## ASSIGNMENT
Every line below that holds the word "position" must be listed.

─── RECORDS TO USE

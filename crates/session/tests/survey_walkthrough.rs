use std::sync::Arc;

use session::{advance, enter_page, initialize_session, select_item, SurveyContext, DEFAULT_TIME_ZONE};
use shared::{
    domain::{PageNumber, ParticipantId},
    protocol::AdvanceOutcome,
};
use storage::{Catalog, CsvChoiceLog, Storage, MAX_PAGES};

const METADATA: &str = r#"[
    {"id": 1, "page": 1, "vid_id": "dQw4w9WgXcQ", "title": "First, with comma", "channel": "C1"},
    {"id": 2, "page": 1, "vid_id": "9bZkp7q19f0", "title": "Second", "channel": "C2"},
    {"id": 3, "page": 2, "vid_id": "kJQP7kiw5Fk", "title": "Third", "channel": "C3"},
    {"id": 4, "page": 2, "vid_id": "JGwWNGJdvx8", "title": "Fourth", "channel": "C4"},
    {"id": 5, "page": 3, "vid_id": "OPf0YbXqDm0", "title": "Fifth", "channel": "C5"},
    {"id": 6, "page": 3, "vid_id": "RgKAFK5djSk", "title": "Sixth", "channel": "C6"}
]"#;

async fn walk_every_page(ctx: &SurveyContext, participant: &str) {
    let started = initialize_session(ctx, ParticipantId::from(participant)).expect("session");
    loop {
        let view = enter_page(ctx, started.session_id).expect("page");
        if view.completed {
            break;
        }
        let first_shown = view.items[0].item.id.clone();
        select_item(ctx, started.session_id, view.page, &first_shown).expect("select");

        // A double click on Continue must not produce a second row.
        let outcome = advance(ctx, started.session_id, view.page).await.expect("advance");
        advance(ctx, started.session_id, view.page).await.expect("advance");
        if matches!(outcome, AdvanceOutcome::Completed { .. }) {
            break;
        }
    }
}

#[tokio::test]
async fn two_participants_fill_a_shared_csv_log() {
    let dir = tempfile::tempdir().expect("tempdir");
    let log_path = dir.path().join("choices_log.csv");
    let catalog = Catalog::from_json_str(METADATA, MAX_PAGES).expect("catalog");
    let ctx = SurveyContext::new(
        catalog,
        Arc::new(CsvChoiceLog::new(&log_path)),
        DEFAULT_TIME_ZONE,
        None,
    );

    walk_every_page(&ctx, "R_one").await;
    walk_every_page(&ctx, "R_two").await;

    let mut reader = csv::Reader::from_path(&log_path).expect("reader");
    let headers = reader.headers().expect("headers").clone();
    assert_eq!(
        headers.iter().collect::<Vec<_>>(),
        vec!["timestamp_et", "participant_id", "page", "video_id", "video_title", "video_vid_id"]
    );
    let rows: Vec<csv::StringRecord> = reader.records().map(|r| r.expect("row")).collect();
    assert_eq!(rows.len(), 6);
    for (index, row) in rows.iter().enumerate() {
        let participant = if index < 3 { "R_one" } else { "R_two" };
        assert_eq!(&row[1], participant);
        assert_eq!(&row[2], ((index % 3) + 1).to_string().as_str());
        assert_eq!(row[0].len(), "2025-01-01 00:00:00".len());
    }
}

#[tokio::test]
async fn sqlite_log_keeps_assignment_metadata() {
    let storage = Storage::new("sqlite::memory:").await.expect("db");
    let catalog = Catalog::from_json_str(METADATA, MAX_PAGES).expect("catalog");
    let ctx = SurveyContext::new(catalog, Arc::new(storage.clone()), DEFAULT_TIME_ZONE, Some(7));

    walk_every_page(&ctx, "R_sql").await;

    let stored = storage.list_choices(Some("R_sql")).await.expect("list");
    assert_eq!(stored.len(), 3);
    for choice in stored {
        let record = choice.record;
        let control = record.control_internal_id.expect("control");
        let treated = record.treated_internal_id.expect("treated");
        assert_ne!(control, treated);
        assert!(record.treated_image_congruency.is_some());
        assert!(record.treated_text_congruency.is_some());
        assert!(record.chosen_internal_id == control || record.chosen_internal_id == treated);
        assert!(record.page >= PageNumber(1));
    }
}
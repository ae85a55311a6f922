use serde::{Deserialize, Serialize};

#[derive(Debug, Clone, Copy, PartialEq, Eq, Serialize, Deserialize)]
#[serde(rename_all = "snake_case")]
pub enum ErrorCode {
    /// The participant pressed Continue without choosing a video.
    NoSelection,
    /// The catalog has no pages; the survey cannot run.
    NoPages,
    NotFound,
    Validation,
    Internal,
}

#[derive(Debug, Clone, Serialize, Deserialize)]
pub struct ApiError {
    pub code: ErrorCode,
    pub message: String,
}

impl ApiError {
    pub fn new(code: ErrorCode, message: impl Into<String>) -> Self {
        Self {
            code,
            message: message.into(),
        }
    }
}
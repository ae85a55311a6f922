//! Video metadata catalog: validated items grouped into the ordered page walk.

use std::{
    collections::{BTreeMap, HashSet},
    fmt, fs,
    path::{Path, PathBuf},
};

use serde::Deserialize;
use serde_json::Value;
use shared::domain::{ItemId, PageNumber, VideoItem};
use thiserror::Error;
use tracing::warn;

/// Upper bound on the number of pages in one survey walk.
pub const MAX_PAGES: usize = 10;

/// Items each page is expected to carry.
pub const ITEMS_PER_PAGE: usize = 2;

#[derive(Debug, Error)]
pub enum CatalogError {
    #[error("failed to read metadata file '{path}': {source}")]
    Io {
        path: PathBuf,
        #[source]
        source: std::io::Error,
    },
    #[error("metadata is not a valid list of video records: {0}")]
    Parse(#[from] serde_json::Error),
    #[error("record #{index} has no usable `id`")]
    MissingId { index: usize },
    #[error("record `{id}` has no `vid_id`")]
    MissingVidId { id: ItemId },
    #[error("duplicate video id `{0}`")]
    DuplicateId(ItemId),
}

#[derive(Debug, Clone, PartialEq, Eq)]
pub enum CatalogWarning {
    UnexpectedItemCount { page: PageNumber, count: usize },
    PageOutOfRange { id: ItemId, page: i64 },
    PagesTruncated { dropped: Vec<PageNumber> },
}

impl fmt::Display for CatalogWarning {
    fn fmt(&self, f: &mut fmt::Formatter<'_>) -> fmt::Result {
        match self {
            CatalogWarning::UnexpectedItemCount { page, count } => write!(
                f,
                "page {page} does not have exactly {ITEMS_PER_PAGE} videos (found {count})"
            ),
            CatalogWarning::PageOutOfRange { id, page } => {
                write!(f, "video `{id}` has page {page}, which is outside the walk")
            }
            CatalogWarning::PagesTruncated { dropped } => {
                let dropped: Vec<String> = dropped.iter().map(ToString::to_string).collect();
                write!(f, "pages beyond the limit were dropped: {}", dropped.join(", "))
            }
        }
    }
}

#[derive(Debug, Deserialize)]
struct RawVideoRecord {
    #[serde(default)]
    id: Option<Value>,
    #[serde(default)]
    page: Option<i64>,
    #[serde(default)]
    vid_id: Option<String>,
    #[serde(default)]
    title: String,
    #[serde(default)]
    channel: String,
    #[serde(default)]
    duration: String,
    #[serde(default)]
    views: String,
    #[serde(default)]
    years: String,
    #[serde(default)]
    profile: String,
}

#[derive(Debug, Clone, Default)]
pub struct Catalog {
    pages: Vec<PageNumber>,
    items_by_page: BTreeMap<PageNumber, Vec<VideoItem>>,
    warnings: Vec<CatalogWarning>,
}

impl Catalog {
    pub fn load(path: impl AsRef<Path>, max_pages: usize) -> Result<Self, CatalogError> {
        let path = path.as_ref();
        let raw = fs::read_to_string(path).map_err(|source| CatalogError::Io {
            path: path.to_path_buf(),
            source,
        })?;
        Self::from_json_str(&raw, max_pages)
    }

    pub fn from_json_str(raw: &str, max_pages: usize) -> Result<Self, CatalogError> {
        let records: Vec<RawVideoRecord> = serde_json::from_str(raw)?;
        Self::from_records(records, max_pages)
    }

    fn from_records(records: Vec<RawVideoRecord>, max_pages: usize) -> Result<Self, CatalogError> {
        let mut seen = HashSet::new();
        let mut warnings = Vec::new();
        let mut items_by_page: BTreeMap<PageNumber, Vec<VideoItem>> = BTreeMap::new();

        for (index, record) in records.into_iter().enumerate() {
            let id = record
                .id
                .as_ref()
                .and_then(normalize_id)
                .ok_or(CatalogError::MissingId { index })?;
            if !seen.insert(id.clone()) {
                return Err(CatalogError::DuplicateId(id));
            }
            let vid_id = record
                .vid_id
                .filter(|vid| !vid.trim().is_empty())
                .ok_or_else(|| CatalogError::MissingVidId { id: id.clone() })?;

            let raw_page = record.page.unwrap_or(1);
            let page = match u32::try_from(raw_page) {
                Ok(page) if page >= 1 => PageNumber(page),
                _ => {
                    warnings.push(CatalogWarning::PageOutOfRange { id, page: raw_page });
                    continue;
                }
            };

            items_by_page.entry(page).or_default().push(VideoItem {
                id,
                page,
                vid_id,
                title: record.title,
                channel: record.channel,
                duration: record.duration,
                views: record.views,
                years: record.years,
                profile: record.profile,
            });
        }

        let mut pages: Vec<PageNumber> = items_by_page.keys().copied().collect();
        if pages.len() > max_pages {
            let dropped = pages.split_off(max_pages);
            for page in &dropped {
                items_by_page.remove(page);
            }
            warnings.push(CatalogWarning::PagesTruncated { dropped });
        }

        for (page, items) in &items_by_page {
            if items.len() != ITEMS_PER_PAGE {
                warnings.push(CatalogWarning::UnexpectedItemCount {
                    page: *page,
                    count: items.len(),
                });
            }
        }

        for warning in &warnings {
            warn!(%warning, "catalog warning");
        }

        Ok(Self {
            pages,
            items_by_page,
            warnings,
        })
    }

    pub fn pages(&self) -> &[PageNumber] {
        &self.pages
    }

    pub fn is_empty(&self) -> bool {
        self.pages.is_empty()
    }

    pub fn last_page(&self) -> Option<PageNumber> {
        self.pages.last().copied()
    }

    pub fn items_on(&self, page: PageNumber) -> &[VideoItem] {
        self.items_by_page
            .get(&page)
            .map(Vec::as_slice)
            .unwrap_or_default()
    }

    pub fn item_count(&self) -> usize {
        self.items_by_page.values().map(Vec::len).sum()
    }

    pub fn warnings(&self) -> &[CatalogWarning] {
        &self.warnings
    }

    /// Warning text for a page whose item count is off, if any.
    pub fn page_warning(&self, page: PageNumber) -> Option<String> {
        self.warnings.iter().find_map(|warning| match warning {
            CatalogWarning::UnexpectedItemCount { page: p, .. } if *p == page => {
                Some(warning.to_string())
            }
            _ => None,
        })
    }
}

fn normalize_id(value: &Value) -> Option<ItemId> {
    match value {
        Value::String(s) if !s.trim().is_empty() => Some(ItemId(s.clone())),
        Value::Number(n) => Some(ItemId(n.to_string())),
        _ => None,
    }
}

#[cfg(test)]
#[path = "tests/catalog_tests.rs"]
mod tests;
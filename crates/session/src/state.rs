//! Per-participant session state and the page-advance protocol.
//!
//! Everything here is synchronous and owns no I/O: a transition that needs a
//! log write hands the finished [`ChoiceRecord`] back to the caller.

use std::collections::{HashMap, HashSet};

use rand::{rngs::StdRng, seq::SliceRandom, Rng, SeedableRng};
use shared::{
    domain::{Assignment, Congruency, ItemId, ItemRole, PageNumber, ParticipantId, VideoItem},
    error::{ApiError, ErrorCode},
    protocol::{AdvanceOutcome, ChoiceRecord, PageSelection},
};

pub struct SessionState {
    participant_id: ParticipantId,
    pages: Vec<PageNumber>,
    page_index: usize,
    completed: bool,
    selection_by_page: HashMap<PageNumber, ItemId>,
    logged_pages: HashSet<PageNumber>,
    display_order_by_page: HashMap<PageNumber, Vec<ItemId>>,
    assignment_by_page: HashMap<PageNumber, Option<Assignment>>,
    rng: StdRng,
}

/// A page as the participant sees it: items in their fixed display order.
#[derive(Debug)]
pub struct EnteredPage<'a> {
    pub page: PageNumber,
    pub items: Vec<(&'a VideoItem, ItemRole)>,
    pub assignment: Option<Assignment>,
    pub selection: Option<ItemId>,
}

#[derive(Debug)]
pub struct Transition {
    pub outcome: AdvanceOutcome,
    /// Set when this call is the first successful advance for the page.
    pub record: Option<ChoiceRecord>,
}

impl SessionState {
    /// Fails with [`ErrorCode::NoPages`] when there is nothing to walk through.
    pub fn new(
        participant_id: ParticipantId,
        pages: Vec<PageNumber>,
        rng: StdRng,
    ) -> Result<Self, ApiError> {
        if pages.is_empty() {
            return Err(ApiError::new(
                ErrorCode::NoPages,
                "no video pages are available; please contact the experimenter",
            ));
        }
        Ok(Self {
            participant_id,
            pages,
            page_index: 0,
            completed: false,
            selection_by_page: HashMap::new(),
            logged_pages: HashSet::new(),
            display_order_by_page: HashMap::new(),
            assignment_by_page: HashMap::new(),
            rng,
        })
    }

    pub fn with_seed(
        participant_id: ParticipantId,
        pages: Vec<PageNumber>,
        seed: u64,
    ) -> Result<Self, ApiError> {
        Self::new(participant_id, pages, StdRng::seed_from_u64(seed))
    }

    pub fn participant_id(&self) -> &ParticipantId {
        &self.participant_id
    }

    pub fn page_index(&self) -> usize {
        self.page_index
    }

    pub fn pages(&self) -> &[PageNumber] {
        &self.pages
    }

    pub fn current_page(&self) -> PageNumber {
        self.pages[self.page_index]
    }

    pub fn last_page(&self) -> PageNumber {
        self.pages[self.pages.len() - 1]
    }

    pub fn is_completed(&self) -> bool {
        self.completed
    }

    pub fn selection(&self, page: PageNumber) -> Option<&ItemId> {
        self.selection_by_page.get(&page)
    }

    pub fn is_logged(&self, page: PageNumber) -> bool {
        self.logged_pages.contains(&page)
    }

    pub fn display_order(&self, page: PageNumber) -> Option<&[ItemId]> {
        self.display_order_by_page.get(&page).map(Vec::as_slice)
    }

    pub fn assignment(&self, page: PageNumber) -> Option<&Assignment> {
        self.assignment_by_page.get(&page).and_then(Option::as_ref)
    }

    pub fn selections(&self) -> Vec<PageSelection> {
        let mut selections: Vec<PageSelection> = self
            .selection_by_page
            .iter()
            .map(|(page, item_id)| PageSelection {
                page: *page,
                item_id: item_id.clone(),
            })
            .collect();
        selections.sort_by_key(|s| s.page);
        selections
    }

    pub fn logged_pages(&self) -> Vec<PageNumber> {
        let mut pages: Vec<PageNumber> = self.logged_pages.iter().copied().collect();
        pages.sort();
        pages
    }

    /// Draws display order and assignment for `page` on first visit; later calls reuse them.
    pub fn enter_page<'a>(&mut self, page: PageNumber, items: &'a [VideoItem]) -> EnteredPage<'a> {
        self.ensure_randomized(page, items);

        let assignment = self.assignment(page).cloned();
        let order = self
            .display_order_by_page
            .get(&page)
            .map(Vec::as_slice)
            .unwrap_or_default();
        let items = order
            .iter()
            .filter_map(|id| items.iter().find(|item| &item.id == id))
            .map(|item| {
                let role = assignment
                    .as_ref()
                    .map_or(ItemRole::None, |a| a.role_of(&item.id));
                (item, role)
            })
            .collect();

        EnteredPage {
            page,
            items,
            assignment,
            selection: self.selection(page).cloned(),
        }
    }

    /// Records a choice for the current page. Returns false, changing nothing, when the
    /// item is not on the page, the page is not current, or the session is finished.
    pub fn select_item(&mut self, page: PageNumber, item_id: &ItemId, items: &[VideoItem]) -> bool {
        if self.completed || page != self.current_page() {
            return false;
        }
        if !items.iter().any(|item| &item.id == item_id) {
            return false;
        }
        self.selection_by_page.insert(page, item_id.clone());
        true
    }

    pub fn advance(
        &mut self,
        page: PageNumber,
        items: &[VideoItem],
        timestamp: &str,
    ) -> Result<Transition, ApiError> {
        let position = self
            .pages
            .iter()
            .position(|p| *p == page)
            .ok_or_else(|| {
                ApiError::new(ErrorCode::Validation, format!("page {page} is not part of this survey"))
            })?;

        if self.completed {
            let outcome = if position == self.pages.len() - 1 {
                AdvanceOutcome::Completed { logged: false }
            } else {
                AdvanceOutcome::AlreadyAdvanced {
                    current_page: self.last_page(),
                }
            };
            return Ok(Transition {
                outcome,
                record: None,
            });
        }

        if position < self.page_index {
            return Ok(Transition {
                outcome: AdvanceOutcome::AlreadyAdvanced {
                    current_page: self.current_page(),
                },
                record: None,
            });
        }
        if position > self.page_index {
            return Err(ApiError::new(
                ErrorCode::Validation,
                format!("page {page} has not been reached yet"),
            ));
        }

        let selected = self.selection_by_page.get(&page).ok_or_else(|| {
            ApiError::new(
                ErrorCode::NoSelection,
                "please select a video before continuing",
            )
        })?;
        let chosen = items.iter().find(|item| &item.id == selected).ok_or_else(|| {
            ApiError::new(
                ErrorCode::Internal,
                "selected video not found on this page (internal error)",
            )
        })?;

        self.ensure_randomized(page, items);

        let record = if self.logged_pages.insert(page) {
            Some(self.build_record(page, chosen, items, timestamp))
        } else {
            None
        };
        let logged = record.is_some();

        let outcome = if self.page_index + 1 < self.pages.len() {
            self.page_index += 1;
            AdvanceOutcome::Advanced {
                logged,
                next_page: self.current_page(),
            }
        } else {
            self.completed = true;
            AdvanceOutcome::Completed { logged }
        };

        Ok(Transition { outcome, record })
    }

    fn ensure_randomized(&mut self, page: PageNumber, items: &[VideoItem]) {
        if !self.display_order_by_page.contains_key(&page) {
            let mut order: Vec<ItemId> = items.iter().map(|item| item.id.clone()).collect();
            order.shuffle(&mut self.rng);
            self.display_order_by_page.insert(page, order);
        }
        if !self.assignment_by_page.contains_key(&page) {
            let assignment = draw_assignment(&mut self.rng, items);
            self.assignment_by_page.insert(page, assignment);
        }
    }

    fn build_record(
        &self,
        page: PageNumber,
        chosen: &VideoItem,
        items: &[VideoItem],
        timestamp: &str,
    ) -> ChoiceRecord {
        let assignment = self.assignment(page);
        let vid_of = |id: &ItemId| {
            items
                .iter()
                .find(|item| &item.id == id)
                .map(|item| item.vid_id.clone())
        };

        ChoiceRecord {
            timestamp_et: timestamp.to_string(),
            participant_id: self.participant_id.clone(),
            page,
            chosen_internal_id: chosen.id.clone(),
            chosen_title: chosen.title.clone(),
            chosen_vid_id: chosen.vid_id.clone(),
            control_internal_id: assignment.map(|a| a.control.clone()),
            control_vid_id: assignment.and_then(|a| vid_of(&a.control)),
            treated_internal_id: assignment.map(|a| a.treated.clone()),
            treated_vid_id: assignment.and_then(|a| vid_of(&a.treated)),
            treated_image_congruency: assignment.map(|a| a.image_congruency),
            treated_text_congruency: assignment.map(|a| a.text_congruency),
        }
    }
}

/// Control is drawn uniformly; treated is the first other item in catalog order.
fn draw_assignment(rng: &mut StdRng, items: &[VideoItem]) -> Option<Assignment> {
    if items.len() < 2 {
        return None;
    }
    let control_index = rng.random_range(0..items.len());
    let treated = items
        .iter()
        .enumerate()
        .find(|(index, _)| *index != control_index)
        .map(|(_, item)| item.id.clone())?;

    Some(Assignment {
        control: items[control_index].id.clone(),
        treated,
        image_congruency: draw_congruency(rng),
        text_congruency: draw_congruency(rng),
    })
}

fn draw_congruency(rng: &mut StdRng) -> Congruency {
    if rng.random_bool(0.5) {
        Congruency::More
    } else {
        Congruency::Less
    }
}

#[cfg(test)]
#[path = "tests/state_tests.rs"]
mod tests;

──────

## SOLUTION FOR THIS PROBLEM
        let position = self
            .position(|p| *p == page)
            let outcome = if position == self.pages.len() - 1 {
        if position < self.page_index {
        if position > self.page_index {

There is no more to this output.